A simple guide to facial fillers

Dermal fillers and injectables have become extremely popular in the last few years as a way to maintain a youthful look and reduce wrinkles. With so many choices and types of fillers on the market, choosing the right product for your needs can be confusing. Here is a simple guide to understanding these anti-aging miracles.

Facial fillers


Wrinkle-freezers are derived from the botulinum toxin and work two-fold: They eliminate current wrinkles and fine lines, and inhibit new wrinkles from forming by preventing muscle contractions. Many doctors are using wrinkle-freezers on younger patients as an anti-aging program.

Botox (botulinum toxin)

Botox is probably the best known of the fillers and is approved for use on lines between the eyebrows that form a I, II III or crow’s feet around the eyes. Botox is a protein derived from the botulism toxin that is injected under the skin to smooth out or eliminate wrinkles on the face. It works by relaxing or paralyzing the facial muscles, resulting in a smooth face. Once injected, you’ll see its full effects (which last three to four months) within three to five days.

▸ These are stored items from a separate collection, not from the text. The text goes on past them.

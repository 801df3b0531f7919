const PARAMS_WGSL: &str = r#"
struct Params {
  dims: vec4<u32>,
  block_dims: vec4<u32>,
  num_blocks: vec4<u32>,
  origin_world: vec4<f32>,
  threshold: f32,
  max_vertices: u32,
  active_count: u32,
  dispatch_width: u32,
};

override WORKGROUP_SIZE: u32 = 64u;
const MAX_WORKGROUP_SIZE: u32 = 256u;

fn block_origin(block: u32) -> vec3<u32> {
  let nb = params.num_blocks.xyz;
  let coord = vec3<u32>(block % nb.x, (block / nb.x) % nb.y, block / (nb.x * nb.y));
  return coord * params.block_dims.xyz;
}
"#;

/// Stage 1: one workgroup per block, strided per-lane min/max over the block
/// footprint and a halving tree in workgroup memory.
pub const REDUCE_WGSL: &str = r#"
@group(0) @binding(0) var<storage, read> volume: array<f32>;
@group(0) @binding(1) var<storage, read_write> block_ranges: array<vec2<f32>>;
@group(0) @binding(2) var<uniform> params: Params;

var<workgroup> lane_min: array<f32, MAX_WORKGROUP_SIZE>;
var<workgroup> lane_max: array<f32, MAX_WORKGROUP_SIZE>;

fn voxel(p: vec3<u32>) -> f32 {
  return volume[p.x + params.dims.x * (p.y + params.dims.y * p.z)];
}

@compute @workgroup_size(WORKGROUP_SIZE)
fn main(@builtin(workgroup_id) wg_id: vec3<u32>, @builtin(local_invocation_id) lid: vec3<u32>) {
  let block = wg_id.x + wg_id.y * params.dispatch_width;
  if (block >= params.num_blocks.w) {
    return;
  }

  let lo = block_origin(block);
  let hi = min(lo + params.block_dims.xyz + vec3<u32>(1u), params.dims.xyz);
  let ext = hi - lo;
  let count = ext.x * ext.y * ext.z;

  // Seeding with a footprint sample keeps idle lanes neutral.
  var mn = voxel(lo);
  var mx = mn;
  var i = lid.x;
  loop {
    if (i >= count) {
      break;
    }
    let p = lo + vec3<u32>(i % ext.x, (i / ext.x) % ext.y, i / (ext.x * ext.y));
    let v = voxel(p);
    mn = min(mn, v);
    mx = max(mx, v);
    i = i + WORKGROUP_SIZE;
  }
  lane_min[lid.x] = mn;
  lane_max[lid.x] = mx;
  workgroupBarrier();

  var stride = WORKGROUP_SIZE / 2u;
  loop {
    if (stride == 0u) {
      break;
    }
    if (lid.x < stride) {
      lane_min[lid.x] = min(lane_min[lid.x], lane_min[lid.x + stride]);
      lane_max[lid.x] = max(lane_max[lid.x], lane_max[lid.x + stride]);
    }
    workgroupBarrier();
    stride = stride / 2u;
  }

  if (lid.x == 0u) {
    block_ranges[block] = vec2<f32>(lane_min[0], lane_max[0]);
  }
}
"#;

/// Stage 2: `scan_local` writes each block's offset within its workgroup and
/// the workgroup totals; the host scans the totals in place into group
/// offsets; `scatter` writes active block indices to their final slots.
pub const COMPACT_WGSL: &str = r#"
@group(0) @binding(0) var<storage, read> block_ranges: array<vec2<f32>>;
@group(0) @binding(1) var<storage, read_write> local_offsets: array<u32>;
@group(0) @binding(2) var<storage, read_write> group_sums: array<u32>;
@group(0) @binding(3) var<storage, read_write> active_blocks: array<u32>;
@group(0) @binding(4) var<uniform> params: Params;

var<workgroup> scan_buf: array<u32, MAX_WORKGROUP_SIZE>;

fn is_active(i: u32) -> u32 {
  if (i >= params.num_blocks.w) {
    return 0u;
  }
  let r = block_ranges[i];
  return select(0u, 1u, r.x <= params.threshold && params.threshold <= r.y);
}

fn num_groups() -> u32 {
  return (params.num_blocks.w + WORKGROUP_SIZE - 1u) / WORKGROUP_SIZE;
}

@compute @workgroup_size(WORKGROUP_SIZE)
fn scan_local(@builtin(workgroup_id) wg_id: vec3<u32>, @builtin(local_invocation_id) lid: vec3<u32>) {
  let group = wg_id.x + wg_id.y * params.dispatch_width;
  if (group >= num_groups()) {
    return;
  }
  let i = group * WORKGROUP_SIZE + lid.x;
  let flag = is_active(i);
  scan_buf[lid.x] = flag;
  workgroupBarrier();

  var offset = 1u;
  loop {
    if (offset >= WORKGROUP_SIZE) {
      break;
    }
    var add = 0u;
    if (lid.x >= offset) {
      add = scan_buf[lid.x - offset];
    }
    workgroupBarrier();
    scan_buf[lid.x] = scan_buf[lid.x] + add;
    workgroupBarrier();
    offset = offset * 2u;
  }

  if (i < params.num_blocks.w) {
    local_offsets[i] = scan_buf[lid.x] - flag;
  }
  if (lid.x == WORKGROUP_SIZE - 1u) {
    group_sums[group] = scan_buf[lid.x];
  }
}

@compute @workgroup_size(WORKGROUP_SIZE)
fn scatter(@builtin(workgroup_id) wg_id: vec3<u32>, @builtin(local_invocation_id) lid: vec3<u32>) {
  let group = wg_id.x + wg_id.y * params.dispatch_width;
  let i = group * WORKGROUP_SIZE + lid.x;
  if (is_active(i) == 1u) {
    active_blocks[group_sums[group] + local_offsets[i]] = i;
  }
}
"#;

/// Stage 3: one workgroup per active block. Each invocation strides over the
/// block's cells and appends whole triangles through a single atomic counter.
/// Claims past `max_vertices` are counted but not written.
pub const GENERATE_WGSL: &str = r#"
@group(0) @binding(0) var<storage, read> volume: array<f32>;
@group(0) @binding(1) var<storage, read> edge_table: array<vec4<u32>, 12>;
@group(0) @binding(2) var<storage, read> edge_masks: array<u32, 256>;
@group(0) @binding(3) var<storage, read> tri_table: array<i32, 4096>;
@group(0) @binding(4) var<storage, read> active_blocks: array<u32>;
@group(0) @binding(5) var<storage, read_write> out_vertices: array<f32>;
@group(0) @binding(6) var<storage, read_write> counter: array<atomic<u32>>;
@group(0) @binding(7) var<uniform> params: Params;

fn corner_offset(c: u32) -> vec3<u32> {
  return vec3<u32>((c & 1u) ^ ((c >> 1u) & 1u), (c >> 1u) & 1u, (c >> 2u) & 1u);
}

fn sample_clamped(p: vec3<u32>) -> f32 {
  let q = min(p, params.dims.xyz - vec3<u32>(1u));
  return volume[q.x + params.dims.x * (q.y + params.dims.y * q.z)];
}

fn interpolate(cell: vec3<u32>, va: f32, vb: f32, edge: vec4<u32>) -> vec3<f32> {
  let denom = vb - va;
  var t = 0.5;
  if (denom != 0.0) {
    t = clamp((params.threshold - va) / denom, 0.0, 1.0);
  }
  let o = vec3<u32>(edge.w & 1u, (edge.w >> 1u) & 1u, (edge.w >> 2u) & 1u);
  var p = vec3<f32>(cell + o);
  p[edge.z] = p[edge.z] + t;
  return p;
}

fn polygonise(cell: vec3<u32>) {
  var values: array<f32, 8>;
  var config = 0u;
  for (var c = 0u; c < 8u; c = c + 1u) {
    let v = sample_clamped(cell + corner_offset(c));
    values[c] = v;
    if (v < params.threshold) {
      config = config | (1u << c);
    }
  }

  let mask = edge_masks[config];
  if (mask == 0u) {
    return;
  }

  var points: array<vec3<f32>, 12>;
  for (var e = 0u; e < 12u; e = e + 1u) {
    if ((mask & (1u << e)) != 0u) {
      let edge = edge_table[e];
      points[e] = interpolate(cell, values[edge.x], values[edge.y], edge);
    }
  }

  let row = config * 16u;
  var n = 0u;
  loop {
    if (n >= 16u || tri_table[row + n] < 0) {
      break;
    }
    n = n + 1u;
  }

  let base = atomicAdd(&counter[0], n);
  if (base + n > params.max_vertices) {
    return;
  }
  for (var k = 0u; k < n; k = k + 1u) {
    let grid = points[u32(tri_table[row + k])];
    let world = params.origin_world.xyz + grid * params.origin_world.w;
    let o = (base + k) * 3u;
    out_vertices[o] = world.x;
    out_vertices[o + 1u] = world.y;
    out_vertices[o + 2u] = world.z;
  }
}

@compute @workgroup_size(WORKGROUP_SIZE)
fn main(@builtin(workgroup_id) wg_id: vec3<u32>, @builtin(local_invocation_id) lid: vec3<u32>) {
  let slot = wg_id.x + wg_id.y * params.dispatch_width;
  if (slot >= params.active_count) {
    return;
  }
  let origin = block_origin(active_blocks[slot]);
  let bd = params.block_dims.xyz;
  let cells = bd.x * bd.y * bd.z;

  var linear = lid.x;
  loop {
    if (linear >= cells) {
      break;
    }
    let cell = origin + vec3<u32>(linear % bd.x, (linear / bd.x) % bd.y, linear / (bd.x * bd.y));
    if (all(cell + vec3<u32>(1u) < params.dims.xyz)) {
      polygonise(cell);
    }
    linear = linear + WORKGROUP_SIZE;
  }
}
"#;

/// Prepends the shared `Params` block and helpers to a stage shader.
pub fn with_params(stage: &str) -> String {
    format!("{PARAMS_WGSL}\n{stage}")
}

#[cfg(test)]
mod tests {
    use super::*;

    #[test]
    fn stage_shaders_share_params_and_entry_points() {
        for (src, entries) in [
            (REDUCE_WGSL, &["fn main("][..]),
            (COMPACT_WGSL, &["fn scan_local(", "fn scatter("][..]),
            (GENERATE_WGSL, &["fn main("][..]),
        ] {
            let full = with_params(src);
            assert!(full.contains("struct Params"));
            assert!(full.contains("override WORKGROUP_SIZE"));
            for entry in entries {
                assert!(full.contains(entry), "missing {entry}");
            }
        }
    }
}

Dysport (botulinumtoxin A)

Recently FDA-approved Dysport is the newest competitor to Botox. Like Botox, it contains botulinum toxin A as its active ingredient. Facial wrinkles and frowns are reduced or vanish because the ingredient relaxes or temporarily paralyzes the contracting muscles that cause them. The main difference between Dysport and Botox is that the former affects a wider muscle area than the latter and requires fewer injections than Botox. It is also costs less than Botox, making it an attractive choice for candidates. Results can usually be seen in one to two days and last three to four months.

2Line fillers

Line fillers are made of hyaluronic acid, a substance naturally found in the body, suspended in a gel. Hyaluronic acid fillers are excellent for plumping up lines and wrinkles because they attract water. They are ideal in correcting nasolabial folds, thin lips, wrinkles (especially above the lips), reducing under-eye circles and filling out the chin or cheeks. Hyaluronic acid fillers cannot correct saggy skin or bone structure. Results are immediate and last approximately six to nine months. Initially, the treated area may feel a little hard and lumpy under the skin, but this smoothes out with time and massage, if needed. The most common side effect is bruising.

Restylane and Juvederm

Both Restylane and Juvederm are popular hyaluronic acid fillers. The difference between the two is the consistency of the gel, and preference depends on both the patient and the doctor.


Perlane is a “mid-dermal” hyaluronic acid filler product. As a sister product to Restylane, Perlane is designed for more pronounced facial folds and wrinkles such as those on the sides of the mouth.

3Structural fillers

Structural fillers help stimulate collagen production for smoother skin and can be used to correct moderate to severe volume loss in the face. Generally, structural fillers are better for someone with thinner skin and significant volume loss.

Sculptra Aesthetic

Sculptra Aesthetic stimulates collagen production and is good for deep nasolabial folds, volume loss in the cheeks, and wrinkles. Usually, three to four treatments are needed over time, and full results are usually visible after two years. The benefit to Sculptra Aesthetic is that it can correct more severe volume loss, and the results are usually long lasting.


Radiesse also works to stimulate new collagen production while adding volume and lift, and is good for moderate to severe wrinkles, nasolabial lines, facial fat loss and volume loss in the cheeks. Unlike Sculptra Aesthetic, Radiesse is a single-session treatment that is repeated once the results wear away.